For Bo Cassell, teaching is about helping students make the connection between who they’re becoming intellectually and who they’re growing to be as human beings; all while tying those things into God’s purposes in his Kingdom.
My gift is teaching, but my calling is to equip the church to participate in God’s kingdom. My big passion is college students, and impacting their lives in a meaningful way. All those factors pointed me to becoming a professor. I love teaching sociology content, but I also love participating in the spiritual lives of students. It’s a blessing when you can create deep, spirit-filled relationships with students and they want you to have prayer and be part of their eternal journey. It’s very fulfilling to participate in the development of the eternal soul of a child of God, and it’s awesome to be at a university where we can do that intellectually and spiritually. No college professor on their deathbed will look back and say, “I wish I made more money,” or, ‘I wish I spent more time organizing my lecture.’ What we truly would ask is, ‘did I impact another person?’
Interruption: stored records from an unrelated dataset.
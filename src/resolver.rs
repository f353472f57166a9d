//! DNS resolution and IP-set building.
//!
//! Resolution is a collaborator boundary: the [`Resolve`] trait keeps the
//! set-building logic testable without touching the network. Per-domain
//! failures are logged and skipped; only an entirely empty result set is
//! fatal.

use crate::cidr::CidrSuffix;
use crate::domains::DomainSpec;
use crate::error::{Error, Result};
use log::{debug, warn};
use std::collections::BTreeSet;
use std::net::{IpAddr, Ipv4Addr};

/// Resolves a domain name to its IPv4 addresses.
pub trait Resolve {
    fn resolve_ipv4(&self, domain: &str) -> std::io::Result<Vec<Ipv4Addr>>;
}

/// Production resolver backed by the system's name resolution.
pub struct SystemResolver;

impl Resolve for SystemResolver {
    fn resolve_ipv4(&self, domain: &str) -> std::io::Result<Vec<Ipv4Addr>> {
        let addrs = dns_lookup::lookup_host(domain)?;
        Ok(addrs
            .into_iter()
            .filter_map(|addr| match addr {
                IpAddr::V4(v4) => Some(v4),
                IpAddr::V6(_) => None,
            })
            .collect())
    }
}

/// Resolve every domain spec and accumulate `"<address><cidr>"` strings.
///
/// Each entry uses its own CIDR override when present, else the global
/// default. Deduplication is by exact formatted string, and the returned
/// set iterates in lexicographic order.
///
/// Domains that fail to resolve are logged to the error stream and
/// skipped. If no domain yields any address the whole run is considered
/// failed ([`Error::NoIpsResolved`]).
pub fn build_ip_set<R: Resolve>(
    resolver: &R,
    specs: &[DomainSpec],
    default_cidr: &CidrSuffix,
) -> Result<BTreeSet<String>> {
    let mut resolved_ips = BTreeSet::new();

    for spec in specs {
        let cidr = spec.cidr_override.as_ref().unwrap_or(default_cidr);
        match resolver.resolve_ipv4(&spec.domain) {
            Ok(addrs) => {
                for addr in addrs {
                    debug!("Resolved {} -> {}", spec.domain, addr);
                    resolved_ips.insert(format!("{addr}{cidr}"));
                }
            }
            Err(e) => {
                warn!("Failed to resolve domain {}: {}", spec.domain, e);
            }
        }
    }

    if resolved_ips.is_empty() {
        return Err(Error::NoIpsResolved);
    }
    Ok(resolved_ips)
}
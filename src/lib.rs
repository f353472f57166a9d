//! # wgresolve - Resolve domains into a WireGuard config's AllowedIPs
//!
//! This library backs a one-shot batch utility: it resolves a set of domain
//! names to IPv4 addresses, formats the results as CIDR blocks, and patches
//! them into the `AllowedIPs` field of a WireGuard-style configuration file.
//!
//! ## Overview
//!
//! Input domains come from either a list file (one `domain[,cidr]` entry per
//! line) or a single inline domain/URL string. Each resolved address is
//! formatted as `<ipv4>/<N>` using a per-entry CIDR override or the global
//! default class, deduplicated by exact string, and merged into the template
//! under one of two policies:
//!
//! - **append** (default): a new consolidated `AllowedIPs` line is added as
//!   the last entry of the `[Peer]` section, keeping any existing lines
//!   (WireGuard clients concatenate multiple `AllowedIPs` lines).
//! - **overwrite**: every existing `AllowedIPs` line is replaced by a single
//!   consolidated line at the position of the first one.
//!
//! The template file is never modified in place; the result goes to a new
//! output file or to stdout.
//!
//! ## Architecture
//!
//! - `cidr`: IP-class tokens (`A`/`B`/`C`/`HOST`, numeric, `/N`) normalized
//!   into validated CIDR suffixes
//! - `domains`: domain-list parsing and URL host extraction
//! - `resolver`: DNS resolution boundary and IP-set building
//! - `patcher`: the config-patching core (overwrite/append policies)
//! - `output`: file or stdout sink
//! - `error`: typed errors returned up to the binary's top-level handler
//!
//! ## Error Handling
//!
//! Library functions return `Result<T, error::Error>`; the binary reports
//! fatal errors through `color_eyre` and exits non-zero. Individual DNS
//! failures are logged and skipped, never fatal on their own.

pub mod cidr;
pub mod domains;
pub mod error;
pub mod output;
pub mod patcher;
pub mod resolver;
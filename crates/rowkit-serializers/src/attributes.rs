//! Ordered attribute-name lists declared by serializer variants

use serde::{Deserialize, Serialize};
use std::borrow::Cow;

/// The ordered list of attribute names a serializer extracts.
///
/// Order is significant: it fixes the key order of every rendered mapping,
/// the CSV column order and the JSON key order.
///
/// # Examples
///
/// ```
/// use rowkit_serializers::Attributes;
///
/// let mut attributes = Attributes::new();
/// attributes.declare(["id", "name"]);
/// assert_eq!(attributes, ["id", "name"]);
///
/// // Declaring nothing reads the list back unchanged
/// attributes.declare(Vec::<&str>::new());
/// assert_eq!(attributes, ["id", "name"]);
/// ```
#[derive(Debug, Clone, Default, PartialEq, Eq, Hash, Serialize, Deserialize)]
#[serde(transparent)]
pub struct Attributes(Vec<Cow<'static, str>>);

impl Attributes {
	/// Create an empty attribute list
	pub const fn new() -> Self {
		Self(Vec::new())
	}

	/// Create an attribute list from static names without allocating per name
	pub fn from_static(names: &'static [&'static str]) -> Self {
		Self(names.iter().map(|name| Cow::Borrowed(*name)).collect())
	}

	/// Declare the attribute names.
	///
	/// A non-empty `names` replaces the current list. An empty `names`
	/// leaves the list untouched. Either way the current list is returned.
	pub fn declare<I, N>(&mut self, names: I) -> &Self
	where
		I: IntoIterator<Item = N>,
		N: Into<Cow<'static, str>>,
	{
		let names: Vec<Cow<'static, str>> = names.into_iter().map(Into::into).collect();
		if !names.is_empty() {
			self.0 = names;
		}
		self
	}

	/// Iterate the attribute names in declaration order
	pub fn iter(&self) -> impl ExactSizeIterator<Item = &str> + '_ {
		self.0.iter().map(|name| name.as_ref())
	}

	pub fn len(&self) -> usize {
		self.0.len()
	}

	pub fn is_empty(&self) -> bool {
		self.0.is_empty()
	}

	/// Check whether `name` is declared
	pub fn contains(&self, name: &str) -> bool {
		self.iter().any(|declared| declared == name)
	}

	/// Owned copies of the names, in order
	pub fn to_vec(&self) -> Vec<String> {
		self.iter().map(str::to_string).collect()
	}
}

impl<N> FromIterator<N> for Attributes
where
	N: Into<Cow<'static, str>>,
{
	fn from_iter<I: IntoIterator<Item = N>>(iter: I) -> Self {
		Self(iter.into_iter().map(Into::into).collect())
	}
}

impl<'a> IntoIterator for &'a Attributes {
	type Item = &'a str;
	type IntoIter = std::iter::Map<
		std::slice::Iter<'a, Cow<'static, str>>,
		fn(&'a Cow<'static, str>) -> &'a str,
	>;

	fn into_iter(self) -> Self::IntoIter {
		self.0.iter().map(as_name as fn(&'a Cow<'static, str>) -> &'a str)
	}
}

fn as_name<'a>(name: &'a Cow<'static, str>) -> &'a str {
	name
}

impl<const N: usize> PartialEq<[&str; N]> for Attributes {
	fn eq(&self, other: &[&str; N]) -> bool {
		self.iter().eq(other.iter().copied())
	}
}

impl PartialEq<[&str]> for Attributes {
	fn eq(&self, other: &[&str]) -> bool {
		self.iter().eq(other.iter().copied())
	}
}

impl PartialEq<Vec<&str>> for Attributes {
	fn eq(&self, other: &Vec<&str>) -> bool {
		self.iter().eq(other.iter().copied())
	}
}

impl PartialEq<Vec<String>> for Attributes {
	fn eq(&self, other: &Vec<String>) -> bool {
		self.iter().eq(other.iter().map(String::as_str))
	}
}
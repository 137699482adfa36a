//! The ordered name → value result of rendering one object

use serde::{Deserialize, Serialize};
use serde_json::{Map, Value};

/// Ordered mapping from attribute name to value.
///
/// Entries keep insertion order, which is the serializer's declaration
/// order when produced by a render.
#[derive(Debug, Clone, Default, PartialEq, Serialize, Deserialize)]
#[serde(transparent)]
pub struct RenderedMapping(Map<String, Value>);

impl RenderedMapping {
	pub fn new() -> Self {
		Self(Map::new())
	}

	/// Insert a value, keeping the position of an existing key
	pub fn insert(&mut self, name: impl Into<String>, value: Value) -> Option<Value> {
		self.0.insert(name.into(), value)
	}

	pub fn get(&self, name: &str) -> Option<&Value> {
		self.0.get(name)
	}

	pub fn contains(&self, name: &str) -> bool {
		self.0.contains_key(name)
	}

	pub fn len(&self) -> usize {
		self.0.len()
	}

	pub fn is_empty(&self) -> bool {
		self.0.is_empty()
	}

	pub fn keys(&self) -> impl Iterator<Item = &str> + '_ {
		self.0.keys().map(String::as_str)
	}

	pub fn values(&self) -> impl Iterator<Item = &Value> + '_ {
		self.0.values()
	}

	pub fn iter(&self) -> impl Iterator<Item = (&str, &Value)> + '_ {
		self.0.iter().map(|(name, value)| (name.as_str(), value))
	}

	/// Consume the mapping into the underlying JSON object map
	pub fn into_map(self) -> Map<String, Value> {
		self.0
	}
}

impl From<RenderedMapping> for Value {
	fn from(mapping: RenderedMapping) -> Self {
		Value::Object(mapping.0)
	}
}

impl From<Map<String, Value>> for RenderedMapping {
	fn from(map: Map<String, Value>) -> Self {
		Self(map)
	}
}

/// # Panics
///
/// Indexing panics when `name` is not in the mapping. Use
/// [`RenderedMapping::get`] when the key may be absent.
impl std::ops::Index<&str> for RenderedMapping {
	type Output = Value;

	fn index(&self, name: &str) -> &Value {
		&self.0[name]
	}
}

#[cfg(test)]
mod tests {
	use super::*;
	use serde_json::json;

	#[test]
	fn test_insertion_order_is_kept() {
		let mut mapping = RenderedMapping::new();
		mapping.insert("z", json!(1));
		mapping.insert("a", json!(2));
		mapping.insert("m", Value::Null);

		assert_eq!(mapping.keys().collect::<Vec<_>>(), vec!["z", "a", "m"]);
		assert_eq!(
			serde_json::to_string(&mapping).unwrap(),
			r#"{"z":1,"a":2,"m":null}"#
		);
	}

	#[test]
	#[should_panic]
	fn test_index_panics_on_missing_key() {
		let mapping = RenderedMapping::new();
		let _ = &mapping["missing"];
	}

	#[test]
	fn test_index_and_get() {
		let mut mapping = RenderedMapping::new();
		mapping.insert("id", json!([1, 2, 3]));

		assert_eq!(mapping["id"], json!([1, 2, 3]));
		assert_eq!(mapping.get("id"), Some(&json!([1, 2, 3])));
		assert!(mapping.get("missing").is_none());
		assert!(mapping.contains("id"));
	}

	#[test]
	fn test_into_value() {
		let mut mapping = RenderedMapping::new();
		mapping.insert("id", json!(7));
		assert_eq!(Value::from(mapping), json!({"id": 7}));
	}
}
Cassell is studying the intersection of religion and consumerism.
“I have specifically explored the mutually reinforcing holiday structures, and the rise of black Friday as a holiday for consumerism. I'm interested in exploring consumerism as ritual, how capitalism adopts religious forms, and how religion benefits from this arrangement as well.”
Cassell has many years of experience working with youth and young adults, directing mission programs, developing youth conferences and serving as a youth pastor. He’s authored three books, including Water, Fire, Wind: The Elements of Following Christ, and Global Christianity: The Life We’re Called To Live. He has also published several articles in Group Magazine, Journal for Student Ministries, Youthworker Journal, and CredoMagazine.
A self-proclaimed student of missions and culture, Cassell has traveled to over a dozen countries, and set foot on every continent except Antarctica.
He is a graduate of Pepperdine University, Fuller Theological Seminary, and University of Missouri, Kansas City. He holds two masters’ degrees and is working toward a PhD. He lives just outside Kansas City, Missouri.